Since putting down those words six and a quarter years ago, two. Two more times “global growth” has failed because each time it was never a real thing. Slogans and half-truths, modest, increasingly minor reflations treated as the cosmic shift toward meaningful, sustained growth and recovery everyone keeps predicting out of nothing ever more than irrational hope. In the real world instead, the (euro)dollar standing in the way every time. Fast forward too many more wasted years, and while the latest slogan hasn’t yet coalesced into its most catchy, punchy final form, at root it is taking the same route as these other two. |
China Fixed Asset Investment, 2012-2020 |
“Global growth.”
In the latest context an even greater emphasis on China’s role; the more implausible the worldwide recovery, the more the West expects from the Chinese to fix everything. If in 2014 I was the United States and Japan was Japan, our neighbor had been China. Rather than acceleration and picking up in any of them (throw in our other neighbor Europe for comprehensiveness), they all fell off together. The issue with “globally synchronized growth” was never the word “synchronized.” After the awfulness that has been 2020, next year, 2021, has been penciled in as a rebirth – according to many. Sure, the “V” didn’t fly up its second half as these had promised, but now there are vaccines and yet more QE/fiscal recklessness to fix the global damage we now all agree has already been done. If the Chinese come through with their part, pulling maybe a third of the “recovery”, according to the OECD, how could “COVID-free global growth” possibly go wrong?
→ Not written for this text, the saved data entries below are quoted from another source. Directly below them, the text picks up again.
//! Custom error types for the course backup pipeline.

use std::path::PathBuf;
use thiserror::Error;

#[derive(Error, Debug)]
pub enum BackupError {
    #[error("Configuration error: {0}")]
    Config(String),

    #[error("Course list error: {0}")]
    CourseList(String),

    #[error("Remote request failed: {0}")]
    RemoteRequest(String),

    #[error("{what} returned HTTP {status}")]
    HttpStatus { what: String, status: u16 },

    #[error("HTTP error: {0}")]
    Http(#[from] reqwest::Error),

    #[error("Remote export {export_id} ended in state '{state}'")]
    RemoteJobFailed { export_id: u64, state: String },

    #[error("Remote export {export_id} not ready after {attempts} polls")]
    PollTimeout { export_id: u64, attempts: u32 },

    #[error("Download stream error: {0}")]
    DownloadStream(String),

    #[error("Filesystem error at {}: {source}", path.display())]
    Filesystem {
        path: PathBuf,
        #[source]
        source: std::io::Error,
    },

    #[error("I/O error: {0}")]
    Io(#[from] std::io::Error),

    #[error("Invalid file name: {0}")]
    InvalidName(String),

    #[error("Serialization error: {0}")]
    Serialization(#[from] serde_json::Error),

    #[error("Scheduler error: {0}")]
    Scheduler(String),
}

impl BackupError {
    /// Wrap an I/O error with the path it happened on.
    pub fn fs(path: impl Into<PathBuf>, source: std::io::Error) -> Self {
        BackupError::Filesystem {
            path: path.into(),
            source,
        }
    }

    /// Build an error from a non-success HTTP status.
    pub fn status(what: &str, status: reqwest::StatusCode) -> Self {
        BackupError::HttpStatus {
            what: what.to_string(),
            status: status.as_u16(),
        }
    }
}

pub type Result<T> = std::result::Result<T, BackupError>;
China, at this juncture, would like a word. This “global growth” stuff never passed muster in the Chinese sense; not in 2017, nor in 2014. It was all a Western-style fiction of good standing Economics (why it included the Japanese). As I also wrote in 2014, the Chinese never once saw this “global growth” stuff anywhere on their shores and the lack of it was itself steadily, profoundly weakening their economy. Same, obviously, in 2017 when Xi Jinping busily worked out how he was going to more ruthlessly rule a China without any plausible return to growth while clueless Western officials patted themselves on the back for the presumed cleverness inserting the expression “synchronized” into their little catchphrase. Now, 2020 presses toward its close and where is China in the “global growth” sweepstakes? Not anywhere near where it is supposed to be, where it obviously needs to be if “COVID-free global growth” is going to become what its predecessors never did. |
China Fixed Asset Investment, 2013-2020 |
For one, it starts with “stimulus”; Xi’s gang isn’t buying the need, or at least seeing the potential benefits. Thus, there just hasn’t been much of any. State-owned FAI, a key measure of this stuff, is moving forward at half the rate of growth which had been considered normal around the time this “global growth” noise began after 2012.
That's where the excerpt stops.